The MQ-9B Predator drones deal was announced during PM Narendra Modi’s visit to US in June 2023. Notably, India-US defence cooperation is based on “New Framework for India-US Defence Cooperation”, which was renewed for ten years in 2015. In 2016, the defence relationship was designated as a Major Defence Partnership (MDP). On 30 July 2018, India was moved into the Tier-1 of the US Department of Commerce’s Strategic Trade Authorisation license exception. The US Deputy Secretary of State, highlighted the current phase focused on co-production and co-development, indicating a proactive transfer of technology. “Now, we’re in a whole different phase, which is about co-production and co-development, which by definition means technology is being transferred. We’ve reformed our export control laws very significantly,” he added.

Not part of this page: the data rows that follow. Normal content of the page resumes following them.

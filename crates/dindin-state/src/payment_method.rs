//! # Payment Method Store
//!
//! Same contract as the category store, with a single mutation: toggling
//! `enabled`.

use std::sync::Arc;

use dindin_core::{sort_by_name, PaymentMethod, UpdatePaymentMethodInput};
use dindin_db::{Database, DbError};
use tokio::sync::Mutex;
use tracing::debug;

use crate::message::user_message;
use crate::view_state::{StateCell, ViewState};

/// View-state store for payment methods.
#[derive(Debug, Clone)]
pub struct PaymentMethodStore {
    db: Database,
    state: StateCell<PaymentMethod>,
    actions: Arc<Mutex<()>>,
}

impl PaymentMethodStore {
    pub fn new(db: Database) -> Self {
        PaymentMethodStore {
            db,
            state: StateCell::new(),
            actions: Arc::new(Mutex::new(())),
        }
    }

    pub fn snapshot(&self) -> ViewState<PaymentMethod> {
        self.state.snapshot()
    }

    pub fn with_state<F, R>(&self, f: F) -> R
    where
        F: FnOnce(&ViewState<PaymentMethod>) -> R,
    {
        self.state.with(f)
    }

    /// Replaces the cache with the stored list; keeps stale items on failure.
    pub async fn load(&self) -> Result<(), DbError> {
        let _queued = self.actions.lock().await;
        self.refresh().await
    }

    /// Inserts the default payment methods into an empty table, then reloads.
    pub async fn seed(&self) -> Result<usize, DbError> {
        let _queued = self.actions.lock().await;
        self.clear_error();

        let inserted = match self.db.seed_payment_methods().await {
            Ok(n) => n,
            Err(e) => {
                self.fail("seed payment methods", &e);
                return Err(e);
            }
        };
        self.refresh().await?;
        Ok(inserted)
    }

    async fn refresh(&self) -> Result<(), DbError> {
        self.state.with_mut(|s| {
            s.is_loading = true;
            s.error = None;
        });

        match self.db.payment_methods().list().await {
            Ok(mut items) => {
                sort_by_name(&mut items);
                debug!(count = items.len(), "Loaded payment methods");
                self.state.with_mut(|s| {
                    s.items = items;
                    s.is_loading = false;
                });
                Ok(())
            }
            Err(e) => {
                self.fail("load payment methods", &e);
                Err(e)
            }
        }
    }

    /// Sets `enabled` and replaces the cached record, if any, with the one
    /// the database returned.
    pub async fn update(&self, input: &UpdatePaymentMethodInput) -> Result<PaymentMethod, DbError> {
        let _queued = self.actions.lock().await;
        self.clear_error();

        match self.db.payment_methods().update(input).await {
            Ok(method) => {
                self.state.with_mut(|s| {
                    if let Some(cached) = s.items.iter_mut().find(|m| m.id == method.id) {
                        *cached = method.clone();
                    }
                });
                Ok(method)
            }
            Err(e) => {
                self.fail("update payment method", &e);
                Err(e)
            }
        }
    }

    /// Payment methods currently enabled, in display order.
    pub fn enabled(&self) -> Vec<PaymentMethod> {
        self.state
            .with(|s| s.items.iter().filter(|m| m.enabled).cloned().collect())
    }

    pub fn clear_error(&self) {
        self.state.with_mut(|s| s.error = None);
    }

    fn fail(&self, action: &str, err: &DbError) {
        let message = user_message(action, err);
        self.state.with_mut(|s| {
            s.error = Some(message);
            s.is_loading = false;
        });
    }
}
impl Database {
    /// Creates an unopened gateway. No I/O happens until [`initialize`](Self::initialize).
    pub fn new(config: DbConfig) -> Self {
        Database {
            inner: Arc::new(Inner {
                config,
                pool: RwLock::new(None),
                locks: WriteLocks::default(),
            }),
        }
    }

    /// Opens the database, applies the schema and seeds first-run data.
    ///
    /// ## What This Does
    /// 1. Creates the database file if it doesn't exist
    /// 2. Runs migrations (if enabled)
    /// 3. Inserts the default payment methods when that table is empty
    /// 4. Inserts the sample categories when that table is empty (unless disabled)
    ///
    /// Idempotent: a second call on a ready gateway does nothing. On
    /// failure the gateway stays uninitialized and the call may be retried.
    pub async fn initialize(&self) -> DbResult<()> {
        let mut slot = self.inner.pool.write().await;
        if slot.is_some() {
            debug!("Database already initialized");
            return Ok(());
        }

        let config = &self.inner.config;
        info!(
            path = %config.database_path.display(),
            in_memory = config.in_memory,
            "Initializing database"
        );

        let pool = SqlitePoolOptions::new()
            .max_connections(config.max_connections)
            .min_connections(config.min_connections)
            .acquire_timeout(config.connect_timeout)
            // An in-memory database lives only as long as its connection
            .idle_timeout((!config.in_memory).then_some(config.idle_timeout))
            .max_lifetime(if config.in_memory { None } else { Some(Duration::from_secs(1800)) })
            .connect_with(config.connect_options()?)
            .await
            .map_err(|e| DbError::ConnectionFailed(e.to_string()))?;

        if let Err(e) = self.prepare(&pool).await {
            warn!(error = %e, "Database initialization failed");
            pool.close().await;
            return Err(e);
        }

        *slot = Some(pool);
        info!(max_connections = config.max_connections, "Database ready");
        Ok(())
    }

    async fn prepare(&self, pool: &SqlitePool) -> DbResult<()> {
        let config = &self.inner.config;

        if config.run_migrations {
            migrations::run_migrations(pool).await?;
        }

        let locks = &self.inner.locks;
        {
            let _guard = locks.payment_methods.lock().await;
            payment_method::seed_defaults(pool).await?;
        }
        if config.seed_sample_categories {
            let _guard = locks.categories.lock().await;
            category::seed_samples(pool).await?;
        }
        Ok(())
    }

    /// Closes the pool. Every later call fails with `NotInitialized`
    /// until [`initialize`](Self::initialize) runs again.
    pub async fn close(&self) {
        let pool = self.inner.pool.write().await.take();
        if let Some(pool) = pool {
            info!("Closing database connection pool");
            pool.close().await;
        }
    }

    /// True once `initialize()` has completed and `close()` has not been called.
    pub async fn is_initialized(&self) -> bool {
        self.inner.pool.read().await.is_some()
    }

    /// Checks if the database can execute queries.
    pub async fn health_check(&self) -> bool {
        match self.pool().await {
            Ok(pool) => sqlx::query("SELECT 1").execute(&pool).await.is_ok(),
            Err(_) => false,
        }
    }

    /// Returns `(total_migrations, applied_migrations)`.
    pub async fn migration_status(&self) -> DbResult<(usize, usize)> {
        let pool = self.pool().await?;
        migrations::migration_status(&pool).await
    }

    /// The configuration this gateway was built with.
    pub fn config(&self) -> &DbConfig {
        &self.inner.config
    }

    /// Returns the category repository.
    ///
    /// ## Example
    /// ```rust,ignore
    /// let all = db.categories().list().await?;
    /// ```
    pub fn categories(&self) -> CategoryRepository {
        CategoryRepository::new(self.clone())
    }

    /// Returns the payment method repository.
    pub fn payment_methods(&self) -> PaymentMethodRepository {
        PaymentMethodRepository::new(self.clone())
    }

    /// Inserts the default payment methods if the table is empty.
    ///
    /// Returns how many rows were inserted (0 when the table already had rows).
    pub async fn seed_payment_methods(&self) -> DbResult<usize> {
        let pool = self.pool().await?;
        let _guard = self.inner.locks.payment_methods.lock().await;
        payment_method::seed_defaults(&pool).await
    }

    /// Inserts the sample categories if the table is empty.
    pub async fn seed_sample_categories(&self) -> DbResult<usize> {
        let pool = self.pool().await?;
        let _guard = self.inner.locks.categories.lock().await;
        category::seed_samples(&pool).await
    }

    /// The live pool, or `NotInitialized`.
    pub(crate) async fn pool(&self) -> DbResult<SqlitePool> {
        self.inner
            .pool
            .read()
            .await
            .clone()
            .ok_or(DbError::NotInitialized)
    }

    pub(crate) fn locks(&self) -> &WriteLocks {
        &self.inner.locks
    }
}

In November last year, when US State Secretary Antony Blinken and Defence Secretary Lloyd Austin arrived in New Delhi for annual “2+2 Dialogue”, India and the US announced growth on key defence deals saying they would expand their growing partnership in the face of geopolitical challenges. To address potential issues with technology proliferation, Verma underscored the substantial reforms in export control laws, stating, “We still care about where that technology ends up, where the intellectual property ends up, and we have to make sure it’s protected and preserved.” He expressed confidence in the assurances received from the Indian system, characterising it as a functioning and effective mechanism, stating, “So I actually see a system that’s working.

” Verma also recalled a pivotal moment during the Bush administration, where he, alongside then Senator and current President Joe Biden, engaged in a rare classified session of the US Senate on laying the groundwork for the groundbreaking US-India civil nuclear deal. “I’ve worked on this relationship for a long time. And that was when a Republican administration, the Bush administration came in and briefed us on US-India civil nuclear deal.

We went into a rare classified session of the US Senate, which I will never forget. And the person leading the debate on the Democratic side was then Senator Biden to say why India should have this carve out in the international nuclear framework to allow the civil nuclear deal to go forward,” he said. The Indo-US nuclear agreement was initiated in July 2005, when the then Indian Prime Minister Manmohan Singh visited the US. On 18th July 2005, Singh and the then US President George Bush, in a joint statement, announced their agreement to enter into a civil nuclear deal.

Regarding concerns about US-Pakistan defence ties and the possible transfer of technology to China, Verma downplayed the comparison, emphasising, “We in no way, anywhere remotely close to what we’re doing with India on the defence partnership. They’re not even in the same category.”